Your instructions » Using the entries that follow, collect the lines where the word "insert" appears.

Listed entries »
[Start of Attachment]

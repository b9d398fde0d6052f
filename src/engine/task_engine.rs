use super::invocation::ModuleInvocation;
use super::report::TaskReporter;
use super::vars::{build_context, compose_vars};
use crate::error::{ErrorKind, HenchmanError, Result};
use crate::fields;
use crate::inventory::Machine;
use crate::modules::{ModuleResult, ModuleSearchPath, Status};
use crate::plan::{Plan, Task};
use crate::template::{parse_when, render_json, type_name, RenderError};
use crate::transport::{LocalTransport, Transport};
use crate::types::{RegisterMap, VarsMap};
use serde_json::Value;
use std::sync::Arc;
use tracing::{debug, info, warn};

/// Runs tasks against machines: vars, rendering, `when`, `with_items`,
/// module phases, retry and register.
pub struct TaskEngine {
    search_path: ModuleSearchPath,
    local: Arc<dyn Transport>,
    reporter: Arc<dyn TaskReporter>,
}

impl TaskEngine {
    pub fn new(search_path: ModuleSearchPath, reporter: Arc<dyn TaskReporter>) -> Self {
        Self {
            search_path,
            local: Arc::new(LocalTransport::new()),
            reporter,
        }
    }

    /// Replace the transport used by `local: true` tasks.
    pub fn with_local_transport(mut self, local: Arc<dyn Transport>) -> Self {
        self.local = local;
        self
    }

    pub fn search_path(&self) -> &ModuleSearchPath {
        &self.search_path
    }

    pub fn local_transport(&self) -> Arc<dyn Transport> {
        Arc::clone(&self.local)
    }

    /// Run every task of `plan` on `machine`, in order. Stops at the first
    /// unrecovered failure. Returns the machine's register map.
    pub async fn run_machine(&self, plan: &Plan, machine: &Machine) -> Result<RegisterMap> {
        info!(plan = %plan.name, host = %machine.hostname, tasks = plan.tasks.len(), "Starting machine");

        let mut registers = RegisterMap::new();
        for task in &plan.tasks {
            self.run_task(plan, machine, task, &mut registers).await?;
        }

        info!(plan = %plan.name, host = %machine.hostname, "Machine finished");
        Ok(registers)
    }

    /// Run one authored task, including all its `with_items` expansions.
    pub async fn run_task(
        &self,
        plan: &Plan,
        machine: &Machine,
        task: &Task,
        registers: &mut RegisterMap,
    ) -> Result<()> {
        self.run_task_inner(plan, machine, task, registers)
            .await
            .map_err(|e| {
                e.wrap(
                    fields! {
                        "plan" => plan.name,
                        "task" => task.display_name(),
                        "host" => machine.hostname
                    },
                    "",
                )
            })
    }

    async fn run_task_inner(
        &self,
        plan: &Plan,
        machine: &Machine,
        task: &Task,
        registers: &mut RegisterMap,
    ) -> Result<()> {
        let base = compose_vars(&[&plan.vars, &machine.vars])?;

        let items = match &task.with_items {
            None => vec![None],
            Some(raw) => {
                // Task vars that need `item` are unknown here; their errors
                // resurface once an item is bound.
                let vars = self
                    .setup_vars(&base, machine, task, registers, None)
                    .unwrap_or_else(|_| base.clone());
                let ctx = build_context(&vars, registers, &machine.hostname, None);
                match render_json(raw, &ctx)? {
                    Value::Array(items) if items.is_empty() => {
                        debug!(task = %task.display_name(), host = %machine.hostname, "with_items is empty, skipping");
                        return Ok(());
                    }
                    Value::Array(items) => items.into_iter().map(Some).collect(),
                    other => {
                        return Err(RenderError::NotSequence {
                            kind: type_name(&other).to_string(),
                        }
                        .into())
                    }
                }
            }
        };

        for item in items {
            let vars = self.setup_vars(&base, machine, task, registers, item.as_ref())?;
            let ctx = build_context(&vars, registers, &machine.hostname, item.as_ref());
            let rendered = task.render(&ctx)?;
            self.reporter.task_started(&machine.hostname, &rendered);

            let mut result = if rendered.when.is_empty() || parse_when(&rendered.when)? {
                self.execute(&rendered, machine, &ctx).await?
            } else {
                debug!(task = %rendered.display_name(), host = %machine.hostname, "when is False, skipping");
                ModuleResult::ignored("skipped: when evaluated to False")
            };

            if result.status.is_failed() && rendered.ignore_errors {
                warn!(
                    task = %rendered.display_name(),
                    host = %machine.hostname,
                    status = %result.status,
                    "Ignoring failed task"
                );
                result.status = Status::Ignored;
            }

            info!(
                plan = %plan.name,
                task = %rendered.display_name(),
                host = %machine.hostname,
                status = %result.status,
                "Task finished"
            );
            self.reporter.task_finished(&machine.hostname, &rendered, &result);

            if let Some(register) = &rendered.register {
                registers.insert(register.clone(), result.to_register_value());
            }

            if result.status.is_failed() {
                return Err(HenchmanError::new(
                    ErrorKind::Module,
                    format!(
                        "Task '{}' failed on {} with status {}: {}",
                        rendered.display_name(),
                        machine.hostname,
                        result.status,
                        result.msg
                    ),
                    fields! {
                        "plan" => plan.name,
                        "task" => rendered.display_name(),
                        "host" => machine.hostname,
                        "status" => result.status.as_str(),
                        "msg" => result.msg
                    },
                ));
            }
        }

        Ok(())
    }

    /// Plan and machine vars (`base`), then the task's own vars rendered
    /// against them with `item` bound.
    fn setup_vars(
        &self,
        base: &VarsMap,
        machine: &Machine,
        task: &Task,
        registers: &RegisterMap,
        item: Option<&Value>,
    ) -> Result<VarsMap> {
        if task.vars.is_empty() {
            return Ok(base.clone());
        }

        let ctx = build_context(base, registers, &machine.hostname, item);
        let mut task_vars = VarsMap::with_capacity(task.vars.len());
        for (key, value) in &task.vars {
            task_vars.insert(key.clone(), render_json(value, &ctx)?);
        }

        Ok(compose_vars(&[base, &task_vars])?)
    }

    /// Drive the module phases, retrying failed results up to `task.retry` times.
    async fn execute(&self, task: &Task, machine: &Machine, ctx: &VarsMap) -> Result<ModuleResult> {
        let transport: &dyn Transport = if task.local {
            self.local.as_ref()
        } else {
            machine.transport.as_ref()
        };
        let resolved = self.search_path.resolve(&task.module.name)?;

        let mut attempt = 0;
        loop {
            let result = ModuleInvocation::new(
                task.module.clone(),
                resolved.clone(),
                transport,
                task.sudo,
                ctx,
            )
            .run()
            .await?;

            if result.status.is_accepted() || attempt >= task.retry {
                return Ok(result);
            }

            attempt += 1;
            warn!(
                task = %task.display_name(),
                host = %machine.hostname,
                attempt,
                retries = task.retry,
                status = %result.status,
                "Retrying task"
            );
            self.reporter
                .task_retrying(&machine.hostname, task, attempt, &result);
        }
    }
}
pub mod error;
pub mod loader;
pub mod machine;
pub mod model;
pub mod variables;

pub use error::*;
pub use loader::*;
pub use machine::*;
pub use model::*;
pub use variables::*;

[End of Attachment]

Result of this task »
                registers.insert(register.clone(), result.to_register_value());
            task_vars.insert(key.clone(), render_json(value, &ctx)?);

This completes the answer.